## Your goal
Reproduce exactly, and only, the lines below from the one containing "repository fdd57f326fd528f7" through the one containing "use url::Url;".
====== Dataset records
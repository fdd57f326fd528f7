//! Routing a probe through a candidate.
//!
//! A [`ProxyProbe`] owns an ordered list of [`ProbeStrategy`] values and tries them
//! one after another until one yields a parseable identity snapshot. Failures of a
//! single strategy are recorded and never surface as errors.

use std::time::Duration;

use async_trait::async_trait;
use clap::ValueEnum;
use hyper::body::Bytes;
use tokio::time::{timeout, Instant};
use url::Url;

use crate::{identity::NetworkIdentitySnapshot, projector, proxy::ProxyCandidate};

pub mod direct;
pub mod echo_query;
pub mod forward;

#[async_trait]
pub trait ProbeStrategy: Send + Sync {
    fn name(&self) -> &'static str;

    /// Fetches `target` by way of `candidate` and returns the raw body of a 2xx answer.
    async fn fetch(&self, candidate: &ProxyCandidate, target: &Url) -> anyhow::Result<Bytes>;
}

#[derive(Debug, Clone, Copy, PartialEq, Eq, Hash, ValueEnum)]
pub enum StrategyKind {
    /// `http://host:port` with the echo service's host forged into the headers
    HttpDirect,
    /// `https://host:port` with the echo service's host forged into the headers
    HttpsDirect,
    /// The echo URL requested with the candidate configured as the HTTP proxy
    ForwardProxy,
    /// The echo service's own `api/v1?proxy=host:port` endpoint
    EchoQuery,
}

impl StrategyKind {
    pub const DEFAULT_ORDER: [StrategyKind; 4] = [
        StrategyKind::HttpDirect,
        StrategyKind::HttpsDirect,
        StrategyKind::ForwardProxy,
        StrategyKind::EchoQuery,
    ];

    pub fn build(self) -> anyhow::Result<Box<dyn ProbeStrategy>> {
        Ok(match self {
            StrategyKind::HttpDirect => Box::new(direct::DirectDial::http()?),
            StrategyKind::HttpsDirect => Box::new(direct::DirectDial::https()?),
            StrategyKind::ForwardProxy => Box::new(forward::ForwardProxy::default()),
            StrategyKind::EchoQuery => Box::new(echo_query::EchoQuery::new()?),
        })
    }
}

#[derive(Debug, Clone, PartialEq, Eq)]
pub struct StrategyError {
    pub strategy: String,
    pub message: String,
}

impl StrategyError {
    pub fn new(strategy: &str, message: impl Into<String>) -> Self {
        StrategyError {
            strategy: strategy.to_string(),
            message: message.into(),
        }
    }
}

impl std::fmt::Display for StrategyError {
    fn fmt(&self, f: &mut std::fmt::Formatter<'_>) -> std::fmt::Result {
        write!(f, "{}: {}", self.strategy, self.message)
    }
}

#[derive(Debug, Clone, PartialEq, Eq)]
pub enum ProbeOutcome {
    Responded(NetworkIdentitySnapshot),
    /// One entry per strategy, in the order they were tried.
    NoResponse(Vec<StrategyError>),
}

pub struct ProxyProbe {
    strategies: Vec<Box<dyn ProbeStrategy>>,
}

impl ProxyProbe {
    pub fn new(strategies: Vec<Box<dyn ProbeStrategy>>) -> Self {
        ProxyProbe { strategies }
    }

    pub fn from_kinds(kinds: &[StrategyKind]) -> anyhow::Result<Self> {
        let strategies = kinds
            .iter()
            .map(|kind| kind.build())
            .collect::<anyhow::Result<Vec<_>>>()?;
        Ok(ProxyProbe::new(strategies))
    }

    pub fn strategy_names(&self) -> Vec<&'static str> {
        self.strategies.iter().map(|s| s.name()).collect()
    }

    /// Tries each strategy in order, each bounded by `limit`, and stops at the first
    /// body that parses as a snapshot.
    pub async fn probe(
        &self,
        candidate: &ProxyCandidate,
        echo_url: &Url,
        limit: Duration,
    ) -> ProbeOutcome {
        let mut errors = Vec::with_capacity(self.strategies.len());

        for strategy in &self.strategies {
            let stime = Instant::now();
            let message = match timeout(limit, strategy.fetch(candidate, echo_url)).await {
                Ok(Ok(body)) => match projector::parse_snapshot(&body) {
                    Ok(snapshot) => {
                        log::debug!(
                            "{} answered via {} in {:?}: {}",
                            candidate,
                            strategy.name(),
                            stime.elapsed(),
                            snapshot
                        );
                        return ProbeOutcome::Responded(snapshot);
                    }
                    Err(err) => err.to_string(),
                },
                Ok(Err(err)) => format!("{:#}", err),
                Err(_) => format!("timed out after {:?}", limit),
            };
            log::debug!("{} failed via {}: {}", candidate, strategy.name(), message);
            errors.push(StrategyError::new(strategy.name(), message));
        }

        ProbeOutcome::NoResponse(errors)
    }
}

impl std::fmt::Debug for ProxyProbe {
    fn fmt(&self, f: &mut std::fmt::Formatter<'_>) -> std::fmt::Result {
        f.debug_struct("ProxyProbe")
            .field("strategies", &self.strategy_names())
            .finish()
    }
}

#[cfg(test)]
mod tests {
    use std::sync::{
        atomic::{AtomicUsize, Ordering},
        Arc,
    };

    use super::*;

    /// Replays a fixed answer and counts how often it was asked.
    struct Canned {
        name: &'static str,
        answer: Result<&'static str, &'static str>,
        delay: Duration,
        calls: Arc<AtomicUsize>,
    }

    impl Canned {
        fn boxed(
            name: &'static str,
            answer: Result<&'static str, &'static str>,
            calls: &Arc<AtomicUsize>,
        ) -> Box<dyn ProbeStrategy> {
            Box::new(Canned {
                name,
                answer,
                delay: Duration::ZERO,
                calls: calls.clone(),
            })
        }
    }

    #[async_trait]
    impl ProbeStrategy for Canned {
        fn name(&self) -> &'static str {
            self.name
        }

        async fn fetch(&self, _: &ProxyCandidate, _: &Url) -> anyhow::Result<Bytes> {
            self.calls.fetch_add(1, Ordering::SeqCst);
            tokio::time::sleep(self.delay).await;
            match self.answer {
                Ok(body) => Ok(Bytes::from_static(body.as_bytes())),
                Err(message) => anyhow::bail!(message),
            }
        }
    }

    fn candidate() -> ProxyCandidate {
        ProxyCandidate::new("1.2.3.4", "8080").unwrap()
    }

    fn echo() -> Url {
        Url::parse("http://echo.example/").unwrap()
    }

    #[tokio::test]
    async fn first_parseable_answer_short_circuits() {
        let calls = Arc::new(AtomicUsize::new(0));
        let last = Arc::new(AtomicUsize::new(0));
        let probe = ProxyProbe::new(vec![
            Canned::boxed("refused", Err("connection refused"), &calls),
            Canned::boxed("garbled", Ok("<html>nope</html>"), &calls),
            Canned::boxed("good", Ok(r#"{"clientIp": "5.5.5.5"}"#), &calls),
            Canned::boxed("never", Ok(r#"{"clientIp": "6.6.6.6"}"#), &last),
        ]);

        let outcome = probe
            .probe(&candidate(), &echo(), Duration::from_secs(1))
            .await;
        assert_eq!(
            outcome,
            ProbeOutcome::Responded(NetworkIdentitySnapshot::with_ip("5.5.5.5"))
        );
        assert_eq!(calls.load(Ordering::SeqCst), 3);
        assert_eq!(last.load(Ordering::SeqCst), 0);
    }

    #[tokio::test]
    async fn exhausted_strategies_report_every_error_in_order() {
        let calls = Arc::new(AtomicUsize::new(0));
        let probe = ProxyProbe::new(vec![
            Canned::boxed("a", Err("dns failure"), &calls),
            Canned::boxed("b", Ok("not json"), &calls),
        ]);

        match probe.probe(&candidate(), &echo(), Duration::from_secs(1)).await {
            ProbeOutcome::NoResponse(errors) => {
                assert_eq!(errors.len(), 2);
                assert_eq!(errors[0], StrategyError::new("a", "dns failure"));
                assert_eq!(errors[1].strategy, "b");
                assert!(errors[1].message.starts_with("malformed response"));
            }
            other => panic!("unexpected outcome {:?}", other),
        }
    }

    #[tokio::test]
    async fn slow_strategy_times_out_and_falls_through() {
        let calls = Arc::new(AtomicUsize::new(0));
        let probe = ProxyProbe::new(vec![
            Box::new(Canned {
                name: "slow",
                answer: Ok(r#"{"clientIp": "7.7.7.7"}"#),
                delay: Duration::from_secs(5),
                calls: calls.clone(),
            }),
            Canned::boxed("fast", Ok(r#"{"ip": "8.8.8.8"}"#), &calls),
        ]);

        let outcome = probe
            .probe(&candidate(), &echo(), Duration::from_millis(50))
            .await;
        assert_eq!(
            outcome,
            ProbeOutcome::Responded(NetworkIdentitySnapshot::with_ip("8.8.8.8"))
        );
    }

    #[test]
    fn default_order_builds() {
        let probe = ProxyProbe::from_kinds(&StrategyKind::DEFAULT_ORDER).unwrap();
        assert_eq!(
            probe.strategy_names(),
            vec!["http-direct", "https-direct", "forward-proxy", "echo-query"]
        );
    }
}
============
====== Dataset records
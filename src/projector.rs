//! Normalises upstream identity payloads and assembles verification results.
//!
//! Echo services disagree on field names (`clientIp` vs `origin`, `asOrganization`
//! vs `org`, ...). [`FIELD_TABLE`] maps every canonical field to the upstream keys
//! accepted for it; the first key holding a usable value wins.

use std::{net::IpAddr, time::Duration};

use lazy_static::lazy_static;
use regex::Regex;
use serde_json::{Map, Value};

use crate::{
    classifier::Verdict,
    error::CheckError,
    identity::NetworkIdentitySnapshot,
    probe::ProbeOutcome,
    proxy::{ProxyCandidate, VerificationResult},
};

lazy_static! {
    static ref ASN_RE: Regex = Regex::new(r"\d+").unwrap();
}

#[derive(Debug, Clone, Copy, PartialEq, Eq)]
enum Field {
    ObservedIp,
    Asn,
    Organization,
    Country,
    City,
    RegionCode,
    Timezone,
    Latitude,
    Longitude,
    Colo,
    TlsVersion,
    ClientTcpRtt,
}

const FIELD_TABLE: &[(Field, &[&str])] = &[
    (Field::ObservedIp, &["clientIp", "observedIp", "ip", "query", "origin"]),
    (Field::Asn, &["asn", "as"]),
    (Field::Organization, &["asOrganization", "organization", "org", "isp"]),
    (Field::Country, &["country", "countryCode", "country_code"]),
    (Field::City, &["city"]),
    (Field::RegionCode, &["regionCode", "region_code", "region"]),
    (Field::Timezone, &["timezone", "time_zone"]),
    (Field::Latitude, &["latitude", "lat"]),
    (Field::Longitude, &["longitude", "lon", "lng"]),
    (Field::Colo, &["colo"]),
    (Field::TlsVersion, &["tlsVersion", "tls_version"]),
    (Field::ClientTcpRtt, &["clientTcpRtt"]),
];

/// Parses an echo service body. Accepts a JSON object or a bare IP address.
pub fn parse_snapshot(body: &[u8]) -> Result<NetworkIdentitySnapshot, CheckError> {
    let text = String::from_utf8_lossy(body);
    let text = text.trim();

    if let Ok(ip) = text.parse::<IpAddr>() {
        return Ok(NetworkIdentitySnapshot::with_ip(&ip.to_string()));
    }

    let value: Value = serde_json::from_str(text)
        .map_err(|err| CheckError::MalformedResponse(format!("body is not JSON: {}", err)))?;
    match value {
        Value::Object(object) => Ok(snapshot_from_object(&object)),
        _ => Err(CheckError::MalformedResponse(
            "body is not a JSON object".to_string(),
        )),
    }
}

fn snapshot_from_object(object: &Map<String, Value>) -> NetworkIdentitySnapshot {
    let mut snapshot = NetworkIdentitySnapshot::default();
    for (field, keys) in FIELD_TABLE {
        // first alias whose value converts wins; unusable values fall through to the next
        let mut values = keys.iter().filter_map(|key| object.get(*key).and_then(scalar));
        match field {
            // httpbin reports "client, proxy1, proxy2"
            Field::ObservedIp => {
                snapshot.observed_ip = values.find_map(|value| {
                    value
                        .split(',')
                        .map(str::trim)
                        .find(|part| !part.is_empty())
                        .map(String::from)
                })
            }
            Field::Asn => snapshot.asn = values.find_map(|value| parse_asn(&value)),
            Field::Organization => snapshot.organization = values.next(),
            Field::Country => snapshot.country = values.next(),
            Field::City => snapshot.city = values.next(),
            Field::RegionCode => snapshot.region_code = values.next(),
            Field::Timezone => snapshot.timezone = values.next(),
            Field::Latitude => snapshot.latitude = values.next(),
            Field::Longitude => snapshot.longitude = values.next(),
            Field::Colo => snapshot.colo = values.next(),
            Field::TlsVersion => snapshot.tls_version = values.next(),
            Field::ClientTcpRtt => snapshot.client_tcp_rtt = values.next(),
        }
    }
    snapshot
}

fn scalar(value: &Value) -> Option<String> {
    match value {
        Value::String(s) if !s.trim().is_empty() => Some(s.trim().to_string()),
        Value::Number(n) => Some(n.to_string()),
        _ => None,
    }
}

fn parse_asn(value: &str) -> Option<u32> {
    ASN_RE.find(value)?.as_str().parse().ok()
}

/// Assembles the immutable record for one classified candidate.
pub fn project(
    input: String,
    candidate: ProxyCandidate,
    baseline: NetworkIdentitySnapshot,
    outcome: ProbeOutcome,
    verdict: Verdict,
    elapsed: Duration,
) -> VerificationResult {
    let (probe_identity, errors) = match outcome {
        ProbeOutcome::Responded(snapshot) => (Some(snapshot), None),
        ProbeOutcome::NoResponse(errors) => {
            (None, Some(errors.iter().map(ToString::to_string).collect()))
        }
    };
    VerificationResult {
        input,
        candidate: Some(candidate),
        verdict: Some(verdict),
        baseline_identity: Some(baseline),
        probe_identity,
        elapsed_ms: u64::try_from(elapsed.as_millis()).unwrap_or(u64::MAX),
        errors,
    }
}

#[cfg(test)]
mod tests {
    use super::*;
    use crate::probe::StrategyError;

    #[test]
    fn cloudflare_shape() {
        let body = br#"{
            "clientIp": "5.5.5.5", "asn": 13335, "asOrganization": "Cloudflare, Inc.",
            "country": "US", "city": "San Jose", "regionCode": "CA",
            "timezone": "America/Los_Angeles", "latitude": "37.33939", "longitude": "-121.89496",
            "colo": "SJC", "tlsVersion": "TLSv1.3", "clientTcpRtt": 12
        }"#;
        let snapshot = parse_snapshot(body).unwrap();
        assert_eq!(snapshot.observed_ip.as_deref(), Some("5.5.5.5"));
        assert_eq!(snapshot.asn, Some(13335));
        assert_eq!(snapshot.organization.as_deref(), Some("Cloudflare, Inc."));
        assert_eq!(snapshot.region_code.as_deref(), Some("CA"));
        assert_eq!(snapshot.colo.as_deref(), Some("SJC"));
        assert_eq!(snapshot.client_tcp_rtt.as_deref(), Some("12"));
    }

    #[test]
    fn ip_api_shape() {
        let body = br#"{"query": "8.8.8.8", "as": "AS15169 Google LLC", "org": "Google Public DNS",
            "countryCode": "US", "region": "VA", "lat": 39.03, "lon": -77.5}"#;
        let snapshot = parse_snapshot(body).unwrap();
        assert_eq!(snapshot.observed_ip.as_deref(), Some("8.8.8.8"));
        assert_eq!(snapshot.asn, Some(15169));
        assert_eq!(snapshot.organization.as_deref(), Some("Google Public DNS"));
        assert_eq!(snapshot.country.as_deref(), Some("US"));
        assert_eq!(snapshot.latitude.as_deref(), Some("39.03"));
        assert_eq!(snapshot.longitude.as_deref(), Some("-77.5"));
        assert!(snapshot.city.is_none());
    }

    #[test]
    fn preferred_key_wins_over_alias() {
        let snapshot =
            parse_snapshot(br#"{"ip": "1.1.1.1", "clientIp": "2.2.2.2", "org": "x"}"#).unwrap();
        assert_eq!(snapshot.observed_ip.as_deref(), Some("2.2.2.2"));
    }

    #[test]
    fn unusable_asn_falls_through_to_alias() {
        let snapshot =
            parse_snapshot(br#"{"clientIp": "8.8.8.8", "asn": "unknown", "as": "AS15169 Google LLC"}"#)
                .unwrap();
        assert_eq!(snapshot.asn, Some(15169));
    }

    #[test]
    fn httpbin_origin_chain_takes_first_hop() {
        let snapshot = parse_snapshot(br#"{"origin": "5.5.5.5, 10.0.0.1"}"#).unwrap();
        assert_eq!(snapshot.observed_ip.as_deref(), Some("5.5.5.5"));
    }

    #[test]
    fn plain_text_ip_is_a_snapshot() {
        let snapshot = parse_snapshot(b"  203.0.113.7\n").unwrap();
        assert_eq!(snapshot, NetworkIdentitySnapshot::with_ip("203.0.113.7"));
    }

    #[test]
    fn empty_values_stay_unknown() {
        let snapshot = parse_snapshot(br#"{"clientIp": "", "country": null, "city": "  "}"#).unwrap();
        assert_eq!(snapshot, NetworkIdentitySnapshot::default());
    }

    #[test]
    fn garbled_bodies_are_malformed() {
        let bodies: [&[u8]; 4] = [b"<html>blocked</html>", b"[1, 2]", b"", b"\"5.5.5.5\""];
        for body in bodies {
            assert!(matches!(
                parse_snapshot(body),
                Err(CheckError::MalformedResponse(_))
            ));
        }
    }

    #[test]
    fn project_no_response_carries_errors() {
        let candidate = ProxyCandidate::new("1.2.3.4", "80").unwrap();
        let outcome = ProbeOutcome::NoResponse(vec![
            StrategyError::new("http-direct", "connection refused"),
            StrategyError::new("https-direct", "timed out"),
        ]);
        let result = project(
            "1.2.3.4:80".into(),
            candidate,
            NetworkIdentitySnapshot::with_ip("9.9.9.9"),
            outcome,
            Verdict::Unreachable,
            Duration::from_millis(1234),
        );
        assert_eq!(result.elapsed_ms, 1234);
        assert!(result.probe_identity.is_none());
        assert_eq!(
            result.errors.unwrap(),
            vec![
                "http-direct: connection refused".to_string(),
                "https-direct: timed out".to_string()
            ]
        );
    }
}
============
## Solved problem
repository fdd57f326fd528f7
//! Routing a probe through a candidate.
//!
//! A [`ProxyProbe`] owns an ordered list of [`ProbeStrategy`] values and tries them
//! one after another until one yields a parseable identity snapshot. Failures of a
//! single strategy are recorded and never surface as errors.

use std::time::Duration;

use async_trait::async_trait;
use clap::ValueEnum;
use hyper::body::Bytes;
use tokio::time::{timeout, Instant};
use url::Url;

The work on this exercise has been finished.